BRIEF:
Filter the entries down to the lines containing "PathBuf", and copy those lines.

=-=-=-=-=

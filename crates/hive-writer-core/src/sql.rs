//! HiveQL literal and identifier rendering.

/// SQL NULL literal.
pub const NULL: &str = "NULL";

/// Quote an identifier with backticks.
pub fn quote_identifier(name: &str) -> String {
    format!("`{}`", name.replace('`', "``"))
}

/// Quote `alias`.`column`.
pub fn qualified(alias: &str, column: &str) -> String {
    format!("{}.{}", quote_identifier(alias), quote_identifier(column))
}

/// Quote a string literal.
///
/// Hive 2.0+ uses backslash escapes. Older servers mishandle backslash escapes
/// in literals (HIVE-11723), so `legacy` falls back to doubling quotes.
pub fn quote_text(value: &str, legacy: bool) -> String {
    if legacy {
        return format!("'{}'", value.replace('\'', "''"));
    }

    let mut quoted = String::with_capacity(value.len() + 2);
    quoted.push('\'');
    for ch in value.chars() {
        match ch {
            '\\' => quoted.push_str("\\\\"),
            '\'' => quoted.push_str("\\'"),
            _ => quoted.push(ch),
        }
    }
    quoted.push('\'');
    quoted
}

#[cfg(test)]
mod tests {
    use super::*;

    #[test]
    fn test_quote_identifier() {
        assert_eq!(quote_identifier("price"), "`price`");
        assert_eq!(quote_identifier("we`ird"), "`we``ird`");
        assert_eq!(qualified("src", "id"), "`src`.`id`");
    }

    #[test]
    fn test_quote_text() {
        assert_eq!(quote_text("plain", false), "'plain'");
        assert_eq!(quote_text(r"it's a \ test", false), r"'it\'s a \\ test'");
    }

    #[test]
    fn test_quote_text_legacy() {
        assert_eq!(quote_text(r"it's \", true), r"'it''s \'");
    }
}
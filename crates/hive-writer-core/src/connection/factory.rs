//! Connection factory: parameter validation, TLS, SSH tunnel and DSN assembly.

use super::{HiveConnection, OdbcConnection};
use crate::certs::CertManager;
use crate::config::ConnectionParams;
use crate::dsn::{self, DsnParameters};
use crate::tunnel::SshTunnel;
use crate::{Error, Result};
use std::path::PathBuf;
use tracing::{debug, info};

/// Statement run right after connecting so result columns are not prefixed
/// with the table name (`price`, not `product.price`).
const SESSION_SETUP: &str = "set hive.resultset.use.unique.column.names=false";

/// Live connection plus the resources it depends on.
///
/// Fields drop in declaration order: the connection closes before the CA
/// bundle is removed and the tunnel is stopped.
pub struct HiveSession {
    connection: OdbcConnection,
    _cert_manager: CertManager,
    _tunnel: Option<SshTunnel>,
}

impl HiveSession {
    /// The live connection.
    pub fn connection(&self) -> &OdbcConnection {
        &self.connection
    }
}

/// Opens Hive connections from configuration.
#[derive(Debug, Clone, Default)]
pub struct ConnectionFactory {
    /// Directory holding `internal:` certificates
    bundled_files_dir: Option<PathBuf>,
}

impl ConnectionFactory {
    /// Create a factory.
    pub fn new(bundled_files_dir: Option<PathBuf>) -> Self {
        Self { bundled_files_dir }
    }

    /// Validate parameters and open a connection.
    pub fn create_connection(&self, params: &ConnectionParams) -> Result<HiveSession> {
        let host = required(&params.host, "host")?;
        let database = required(&params.database, "database")?;
        let user = required(&params.user, "user")?;
        let password = required(&params.password, "#password")?;

        let tunnel = match &params.ssh {
            Some(ssh) if ssh.enabled => Some(SshTunnel::open(ssh, host, params.port())?),
            _ => None,
        };
        let (host, port) = match &tunnel {
            Some(tunnel) => (tunnel.local_host(), tunnel.local_port()),
            None => (host, params.port()),
        };

        let mut cert_manager = CertManager::new(params.ssl.clone(), self.bundled_files_dir.clone());
        let ssl_params = cert_manager.dsn_parameters()?;
        let transport_params = transport_parameters(params);

        let dsn = dsn::build_dsn(host, port, database, &ssl_params, &transport_params);
        debug!(dsn = %dsn, "Connecting to Hive");

        let connection_string = dsn::with_credentials(&dsn, user, password);
        let connection = OdbcConnection::connect(&connection_string, database)
            .map_err(|e| Error::Connection(e.message))?;

        connection.execute(SESSION_SETUP)?;

        info!(
            host = %host,
            port = port,
            database = %database,
            ssl = !ssl_params.is_empty(),
            "Connected to Hive"
        );

        Ok(HiveSession {
            connection,
            _cert_manager: cert_manager,
            _tunnel: tunnel,
        })
    }
}

fn required<'a>(value: &'a Option<String>, name: &str) -> Result<&'a str> {
    value
        .as_deref()
        .ok_or_else(|| Error::Config(format!("Parameter {} is missing.", name)))
}

/// HTTP transport parameters, present only when configured.
pub(crate) fn transport_parameters(params: &ConnectionParams) -> DsnParameters {
    let mut parameters = DsnParameters::new();

    if let Some(transport) = params.thrift_transport.as_deref().filter(|t| !t.is_empty()) {
        parameters.insert("ThriftTransport", transport);
    }

    if let Some(path) = params.http_path.as_deref().filter(|p| !p.is_empty()) {
        let path = if path.starts_with('/') {
            path.to_string()
        } else {
            format!("/{}", path)
        };
        parameters.insert("HTTPPath", path);
    }

    parameters
}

=-=-=-=-=

ANSWER TO THE PROBLEM:
use std::path::PathBuf;
    bundled_files_dir: Option<PathBuf>,
    pub fn new(bundled_files_dir: Option<PathBuf>) -> Self {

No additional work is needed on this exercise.